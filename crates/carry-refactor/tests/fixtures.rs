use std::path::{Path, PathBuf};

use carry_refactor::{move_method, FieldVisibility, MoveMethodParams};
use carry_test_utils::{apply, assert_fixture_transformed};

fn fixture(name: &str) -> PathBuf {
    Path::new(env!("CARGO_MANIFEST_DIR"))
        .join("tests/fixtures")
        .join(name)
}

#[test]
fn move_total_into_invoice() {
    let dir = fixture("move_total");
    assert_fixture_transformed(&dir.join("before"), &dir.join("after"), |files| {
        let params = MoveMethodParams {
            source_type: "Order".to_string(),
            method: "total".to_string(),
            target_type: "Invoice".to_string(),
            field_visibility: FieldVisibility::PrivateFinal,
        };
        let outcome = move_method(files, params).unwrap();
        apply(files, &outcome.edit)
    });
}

--

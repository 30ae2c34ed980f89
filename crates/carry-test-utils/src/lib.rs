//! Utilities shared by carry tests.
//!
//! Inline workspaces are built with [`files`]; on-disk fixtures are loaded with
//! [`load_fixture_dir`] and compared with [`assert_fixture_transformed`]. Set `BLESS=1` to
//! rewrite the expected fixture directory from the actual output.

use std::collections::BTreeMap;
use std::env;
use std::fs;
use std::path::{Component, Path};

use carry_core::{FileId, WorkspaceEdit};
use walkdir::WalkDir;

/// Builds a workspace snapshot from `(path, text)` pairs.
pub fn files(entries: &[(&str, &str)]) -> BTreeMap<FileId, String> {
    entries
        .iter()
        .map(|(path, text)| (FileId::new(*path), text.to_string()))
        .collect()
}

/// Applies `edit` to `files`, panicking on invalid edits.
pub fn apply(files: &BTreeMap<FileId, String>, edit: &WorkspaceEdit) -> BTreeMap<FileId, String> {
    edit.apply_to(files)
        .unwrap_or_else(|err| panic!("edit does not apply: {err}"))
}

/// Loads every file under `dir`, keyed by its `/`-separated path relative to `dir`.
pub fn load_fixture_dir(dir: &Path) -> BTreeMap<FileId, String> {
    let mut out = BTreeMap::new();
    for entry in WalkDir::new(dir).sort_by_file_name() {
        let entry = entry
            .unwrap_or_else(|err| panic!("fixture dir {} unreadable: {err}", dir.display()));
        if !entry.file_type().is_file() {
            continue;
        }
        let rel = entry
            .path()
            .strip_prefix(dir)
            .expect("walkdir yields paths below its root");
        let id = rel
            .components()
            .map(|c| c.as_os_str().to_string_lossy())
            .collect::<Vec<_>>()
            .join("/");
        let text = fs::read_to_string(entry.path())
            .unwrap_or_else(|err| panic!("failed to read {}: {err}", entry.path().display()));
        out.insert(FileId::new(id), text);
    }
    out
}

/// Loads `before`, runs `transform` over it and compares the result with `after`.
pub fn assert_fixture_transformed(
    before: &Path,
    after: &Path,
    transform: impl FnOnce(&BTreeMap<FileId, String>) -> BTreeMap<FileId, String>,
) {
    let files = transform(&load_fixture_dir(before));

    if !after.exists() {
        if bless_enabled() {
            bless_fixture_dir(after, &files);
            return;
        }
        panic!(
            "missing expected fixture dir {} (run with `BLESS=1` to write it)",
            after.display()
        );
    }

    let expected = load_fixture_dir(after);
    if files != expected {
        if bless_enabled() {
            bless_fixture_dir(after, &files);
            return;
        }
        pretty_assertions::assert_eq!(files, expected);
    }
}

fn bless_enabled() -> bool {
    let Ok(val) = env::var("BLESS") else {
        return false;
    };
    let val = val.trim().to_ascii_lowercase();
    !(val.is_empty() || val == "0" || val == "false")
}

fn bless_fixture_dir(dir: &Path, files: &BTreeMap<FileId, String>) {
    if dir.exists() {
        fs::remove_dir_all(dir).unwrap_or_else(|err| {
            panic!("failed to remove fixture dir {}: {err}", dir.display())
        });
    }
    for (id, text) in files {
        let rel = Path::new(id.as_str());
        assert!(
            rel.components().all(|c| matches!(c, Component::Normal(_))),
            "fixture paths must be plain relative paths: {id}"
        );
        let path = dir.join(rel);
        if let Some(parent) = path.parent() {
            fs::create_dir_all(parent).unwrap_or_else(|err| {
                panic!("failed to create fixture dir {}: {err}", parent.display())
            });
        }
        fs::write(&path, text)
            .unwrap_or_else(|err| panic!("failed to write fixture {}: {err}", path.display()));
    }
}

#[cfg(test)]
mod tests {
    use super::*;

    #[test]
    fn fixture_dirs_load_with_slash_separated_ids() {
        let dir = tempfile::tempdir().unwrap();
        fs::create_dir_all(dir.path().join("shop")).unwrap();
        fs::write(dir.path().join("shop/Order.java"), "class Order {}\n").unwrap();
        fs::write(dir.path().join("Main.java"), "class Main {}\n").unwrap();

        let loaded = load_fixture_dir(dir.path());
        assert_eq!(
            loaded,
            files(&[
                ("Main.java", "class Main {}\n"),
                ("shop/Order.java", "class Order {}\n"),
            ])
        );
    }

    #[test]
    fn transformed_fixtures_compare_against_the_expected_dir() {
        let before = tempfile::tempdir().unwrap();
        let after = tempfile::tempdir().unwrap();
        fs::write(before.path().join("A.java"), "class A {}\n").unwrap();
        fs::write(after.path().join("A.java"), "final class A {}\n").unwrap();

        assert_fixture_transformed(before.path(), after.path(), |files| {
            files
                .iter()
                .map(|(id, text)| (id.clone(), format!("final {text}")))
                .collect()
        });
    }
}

## [EXERCISE DIRECTIONS]
Using the data above, reproduce exactly the lines between those holding "let id = rel" and "fs::write(&path, text)", inclusive, and no others.

## [THE COMPLETED TASK]
        let id = rel
            .components()
            .map(|c| c.as_os_str().to_string_lossy())
            .collect::<Vec<_>>()
            .join("/");
        let text = fs::read_to_string(entry.path())
            .unwrap_or_else(|err| panic!("failed to read {}: {err}", entry.path().display()));
        out.insert(FileId::new(id), text);
    }
    out
}

/// Loads `before`, runs `transform` over it and compares the result with `after`.
pub fn assert_fixture_transformed(
    before: &Path,
    after: &Path,
    transform: impl FnOnce(&BTreeMap<FileId, String>) -> BTreeMap<FileId, String>,
) {
    let files = transform(&load_fixture_dir(before));

    if !after.exists() {
        if bless_enabled() {
            bless_fixture_dir(after, &files);
            return;
        }
        panic!(
            "missing expected fixture dir {} (run with `BLESS=1` to write it)",
            after.display()
        );
    }

    let expected = load_fixture_dir(after);
    if files != expected {
        if bless_enabled() {
            bless_fixture_dir(after, &files);
            return;
        }
        pretty_assertions::assert_eq!(files, expected);
    }
}

fn bless_enabled() -> bool {
    let Ok(val) = env::var("BLESS") else {
        return false;
    };
    let val = val.trim().to_ascii_lowercase();
    !(val.is_empty() || val == "0" || val == "false")
}

fn bless_fixture_dir(dir: &Path, files: &BTreeMap<FileId, String>) {
    if dir.exists() {
        fs::remove_dir_all(dir).unwrap_or_else(|err| {
            panic!("failed to remove fixture dir {}: {err}", dir.display())
        });
    }
    for (id, text) in files {
        let rel = Path::new(id.as_str());
        assert!(
            rel.components().all(|c| matches!(c, Component::Normal(_))),
            "fixture paths must be plain relative paths: {id}"
        );
        let path = dir.join(rel);
        if let Some(parent) = path.parent() {
            fs::create_dir_all(parent).unwrap_or_else(|err| {
                panic!("failed to create fixture dir {}: {err}", parent.display())
            });
        }
        fs::write(&path, text)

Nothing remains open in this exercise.